ACTIVITY: Please repeat all of the listing exactly.

TASK INPUT:
»»

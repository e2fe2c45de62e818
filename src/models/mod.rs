//! Domain model types for capacitated vehicle routing.
//!
//! Nodes live in an arena with the depot at index 0. A [`ProblemGraph`]
//! holds the nodes and their edge costs, a [`ProblemDefinition`] adds the
//! truck constraints, and a [`Solution`] records the committed truck moves.

mod graph;
mod node;
mod problem;
mod solution;

pub use graph::ProblemGraph;
pub use node::{Node, DEPOT};
pub use problem::ProblemDefinition;
pub use solution::{tour_edges, Solution, TruckMove};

««

SOLUTION BELOW:
repository e2fe2c45de62e818
filename src/models/mod.rs
//! Domain model types for capacitated vehicle routing.
//!
//! Nodes live in an arena with the depot at index 0. A [`ProblemGraph`]
//! holds the nodes and their edge costs, a [`ProblemDefinition`] adds the
//! truck constraints, and a [`Solution`] records the committed truck moves.

mod graph;
mod node;
mod problem;
mod solution;

pub use graph::ProblemGraph;
pub use node::{Node, DEPOT};
pub use problem::ProblemDefinition;
pub use solution::{tour_edges, Solution, TruckMove};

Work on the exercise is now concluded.